= Petroyuan =

Oil transaction valued in yuan

Petroyuan is a form of the official Chinese currency, the yuan intended at least initially for oil trading. On 26 March 2018, the Chinese government issued the first long term oil trading contracts denominated in petroyuans. This project exists to attempt to compete with the U.S. petrodollar as a main currency in crude oil transactions, whose hegemony has led the market since the dollar standard was first established in 1971, replacing the gold standard and giving the United States the power to manage most of the world's currency supply (around ~60%).

==History==
Since 1971, when U.S. President Richard Nixon ended the dollar convertibility to gold, many foreign currencies emerged trying to replicate the pre-1971 situation. An example of a petrocurrency backed by gold was a project by the Libyan leader Muammar Gaddafi, who released a project to create a multinational African currency, However, this project was discarded because he was overthrown by the United States and its allies during the 2011 military intervention in Libya.

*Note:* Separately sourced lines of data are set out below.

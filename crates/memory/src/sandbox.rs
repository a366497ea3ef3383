//! Directory allow-list backing every filesystem capability.
//!
//! Roots are persisted in `allowed_directories` and mirrored in an
//! in-memory cache so `is_allowed` never touches the database. The check
//! is lexical: paths are cleaned without resolving symlinks, then matched
//! per segment against each root.

use std::path::{Component, Path, PathBuf};
use std::sync::{Arc, RwLock};

use tracing::info;

use crate::database::{now_rfc3339, Database, StoreError};

pub struct AllowedDirs {
    db: Arc<Database>,
    cache: RwLock<Vec<PathBuf>>,
}

impl AllowedDirs {
    pub fn new(db: Arc<Database>) -> Result<Self, StoreError> {
        let dirs = Self {
            db,
            cache: RwLock::new(Vec::new()),
        };
        let loaded = dirs.load()?;
        *dirs.cache.write().unwrap_or_else(|p| p.into_inner()) = loaded;
        Ok(dirs)
    }

    /// Inserts `paths` only when the table is empty; existing rows are
    /// authoritative and seeding never adds to them.
    pub fn ensure_seed(&self, paths: &[PathBuf]) -> Result<(), StoreError> {
        let count: i64 =
            self.db
                .conn()
                .query_row("SELECT COUNT(1) FROM allowed_directories", [], |row| {
                    row.get(0)
                })?;
        if count > 0 {
            return Ok(());
        }
        for path in paths {
            self.add(path)?;
        }
        info!(roots = paths.len(), "seeded allowed directories");
        Ok(())
    }

    pub fn list(&self) -> Vec<PathBuf> {
        self.cache
            .read()
            .unwrap_or_else(|p| p.into_inner())
            .clone()
    }

    /// Persists a normalized root and publishes it to the cache before
    /// returning, so a following `is_allowed` on any thread sees it.
    pub fn add(&self, path: &Path) -> Result<(), StoreError> {
        let normalized = normalize(path)?;
        let mut cache = self.cache.write().unwrap_or_else(|p| p.into_inner());
        self.db.conn().execute(
            "INSERT OR IGNORE INTO allowed_directories(path, added_at) VALUES(?1, ?2)",
            rusqlite::params![normalized.to_string_lossy(), now_rfc3339()],
        )?;
        *cache = self.load()?;
        Ok(())
    }

    pub fn remove(&self, path: &Path) -> Result<(), StoreError> {
        let normalized = normalize(path)?;
        let mut cache = self.cache.write().unwrap_or_else(|p| p.into_inner());
        self.db.conn().execute(
            "DELETE FROM allowed_directories WHERE path = ?1",
            [normalized.to_string_lossy()],
        )?;
        *cache = self.load()?;
        Ok(())
    }

    /// True iff the cleaned path equals or descends from a cached root.
    /// `strip_prefix` matches whole segments, so `/data` never admits
    /// `/database`.
    pub fn is_allowed(&self, path: &Path) -> bool {
        let Ok(candidate) = normalize(path) else {
            return false;
        };
        let cache = self.cache.read().unwrap_or_else(|p| p.into_inner());
        cache
            .iter()
            .any(|root| candidate.strip_prefix(root).is_ok())
    }

    fn load(&self) -> Result<Vec<PathBuf>, StoreError> {
        let conn = self.db.conn();
        let mut stmt =
            conn.prepare("SELECT path FROM allowed_directories ORDER BY id ASC")?;
        let rows = stmt.query_map([], |row| row.get::<_, String>(0))?;
        let mut paths = Vec::new();
        for row in rows {
            paths.push(PathBuf::from(row?));
        }
        Ok(paths)
    }
}

/// Absolute, lexically cleaned form of `path`: relative input is anchored
/// at the working directory, `.` drops, `..` pops. Symlinks are not
/// resolved and the path need not exist.
pub fn normalize(path: &Path) -> Result<PathBuf, std::io::Error> {
    let absolute = if path.is_absolute() {
        path.to_path_buf()
    } else {
        std::env::current_dir()?.join(path)
    };

    let mut cleaned = PathBuf::new();
    for component in absolute.components() {
        match component {
            Component::CurDir => {}
            Component::ParentDir => {
                cleaned.pop();
            }
            other => cleaned.push(other),
        }
    }
    Ok(cleaned)
}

China, with a currency constantly growing on market relevance, attempted to create a dollar alternative. In June 2017, the People's Bank of China and the Central Bank of Russia signed a memorandum to facilitate the exchange of crude oil using yuans. Months later, in September 2017, China made official the existence of the petroyuan.

The operation was given on a context where China dominated crude oil importations, with approximately 400 million tons as of 2017 as stated by Sinopec, one of China's biggest oil companies.

==Characteristics==
One of the reasons the petroyuan was created was that Russia, Venezuela and Iran may be able to avoid the United States' sanctions, so nations such as Saudi Arabia, one of the main oil producers and extractors could avoid dollar hegemony and U.S. pressure. The yuan's main problems are its volatile liquidity and short scale extension, however the Chinese government intervened increasing its gold reserves to back the petroyuan.